=== Listed entries ===

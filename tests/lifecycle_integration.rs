//! End-to-end round lifecycle against the SQLite store
//!
//! Opens rounds through the scheduler, records stakes, restarts the engine
//! from disk mid-round, then settles and checks balances, the remainder
//! bucket and conservation for every round.

use chrono::{DateTime, Duration, TimeZone, Utc};
use clipstake_backend::engine::{RoundScheduler, StaticEngagementFeed};
use clipstake_backend::models::{Category, RoundRef, RoundState};
use clipstake_backend::store::EngineDb;
use clipstake_backend::{EngineConfig, EngineError, PredictionMarket, StakeRejection};
use std::sync::Arc;
use tempfile::NamedTempFile;

fn config() -> EngineConfig {
    EngineConfig {
        categories: vec![Category::Entertainment, Category::Nature],
        min_stake: 100,
        round_duration_secs: 86_400,
        ..EngineConfig::default()
    }
}

fn start() -> DateTime<Utc> {
    Utc.timestamp_opt(1_710_000_000, 0).unwrap()
}

fn feed() -> Arc<StaticEngagementFeed> {
    let feed = Arc::new(StaticEngagementFeed::new());
    feed.set_category(
        Category::Entertainment,
        &[
            ("e1", 500),
            ("e2", 400),
            ("e3", 300),
            ("e4", 200),
            ("e5", 100),
            ("e6", 50),
            ("e7", 10),
        ],
    );
    feed.set_category(Category::Nature, &[("n1", 9), ("n2", 3)]);
    feed
}

fn boot(path: &str) -> Arc<PredictionMarket> {
    let db = Arc::new(EngineDb::new(path).unwrap());
    Arc::new(PredictionMarket::with_store(config(), db).unwrap())
}

#[tokio::test]
async fn test_full_lifecycle_across_restart() {
    let temp = NamedTempFile::new().unwrap();
    let path = temp.path().to_str().unwrap().to_string();
    let feed = feed();
    let ent1 = RoundRef::new(Category::Entertainment, 1);
    let nat1 = RoundRef::new(Category::Nature, 1);

    // Day 0: rounds open, stakes arrive
    {
        let market = boot(&path);
        let scheduler = RoundScheduler::new(market.clone(), feed.clone());
        let report = scheduler.tick(start()).await;
        assert_eq!(report.opened, vec![ent1, nat1]);

        market.place_stake(&ent1, "alice", "e1", 300).unwrap();
        market.place_stake(&ent1, "bob", "e4", 100).unwrap();
        market.place_stake(&ent1, "carol", "e7", 600).unwrap();
        market.place_stake(&nat1, "dave", "n2", 250).unwrap();
        assert_eq!(
            market.place_stake(&ent1, "erin", "e1", 99),
            Err(EngineError::Rejected(StakeRejection::BelowMinimum {
                amount: 99,
                minimum: 100
            }))
        );
    }

    // Engagement moves after open: e7 surges but was never a top-5 contender
    // at open, and e6 overtakes e5.
    feed.set_likes(Category::Entertainment, "e7", 450);
    feed.set_likes(Category::Entertainment, "e6", 150);

    // Restart, then the lock time passes
    let market = boot(&path);
    assert_eq!(market.stake_book().len(&ent1), 3);
    assert_eq!(market.rounds().get(&ent1).unwrap().state, RoundState::Open);

    let scheduler = RoundScheduler::new(market.clone(), feed.clone());
    let report = scheduler.tick(start() + Duration::days(1)).await;
    assert!(report.failures.is_empty(), "{:?}", report.failures);
    assert_eq!(report.settled, vec![ent1, nat1]);

    let ent_result = market.settlement_result(&ent1).unwrap();
    // e7 is a candidate (top-10 at open) and now ranks second
    assert_eq!(
        ent_result.winner_clip_ids,
        vec!["e1", "e7", "e2", "e3", "e4"]
    );
    assert_eq!(ent_result.total_pool, 1_000);
    assert!(ent_result.is_conserved());

    // Every stake backed a winner: payouts equal the pool, pro-rata
    assert_eq!(market.balance_of("alice").unwrap(), 300);
    assert_eq!(market.balance_of("bob").unwrap(), 100);
    assert_eq!(market.balance_of("carol").unwrap(), 600);

    // Nature: two candidates, both win, dave gets the whole pool
    assert_eq!(market.balance_of("dave").unwrap(), 250);

    // Next rounds are open
    assert_eq!(
        market.active_pools(start() + Duration::days(1)).len(),
        2
    );

    // A second restart re-drives nothing
    drop(scheduler);
    drop(market);
    let market = boot(&path);
    let scheduler = RoundScheduler::new(market.clone(), feed.clone());
    let report = scheduler.tick(start() + Duration::days(1) + Duration::minutes(1)).await;
    assert!(report.is_idle());
    assert_eq!(market.balance_of("alice").unwrap(), 300);
    assert_eq!(market.remainder_total().unwrap(), 0);
}

#[tokio::test]
async fn test_losing_pool_lands_in_remainder_bucket() {
    let temp = NamedTempFile::new().unwrap();
    let path = temp.path().to_str().unwrap().to_string();
    let feed = feed();
    let market = boot(&path);
    let scheduler = RoundScheduler::new(market.clone(), feed.clone());
    scheduler.tick(start()).await;

    let ent1 = RoundRef::new(Category::Entertainment, 1);
    market.place_stake(&ent1, "alice", "e6", 400).unwrap();
    market.place_stake(&ent1, "bob", "e7", 100).unwrap();

    scheduler.tick(start() + Duration::days(1)).await;

    let result = market.settlement_result(&ent1).unwrap();
    assert!(result.winning_stake_ids.is_empty());
    assert_eq!(result.remainder, 500);
    assert_eq!(market.balance_of("alice").unwrap(), 0);
    assert_eq!(market.remainder_total().unwrap(), 500);

    let db = EngineDb::open_existing(&path).unwrap();
    let mutations = db.load_mutations().unwrap();
    assert_eq!(mutations.len(), 2);
    assert_eq!(db.remainder_total().unwrap(), 500);
}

===

**Work request:** Scan the data above and report each line in which "EngineDb" is present.

**Your response:**
use clipstake_backend::store::EngineDb;
    let db = Arc::new(EngineDb::new(path).unwrap());
    let db = EngineDb::open_existing(&path).unwrap();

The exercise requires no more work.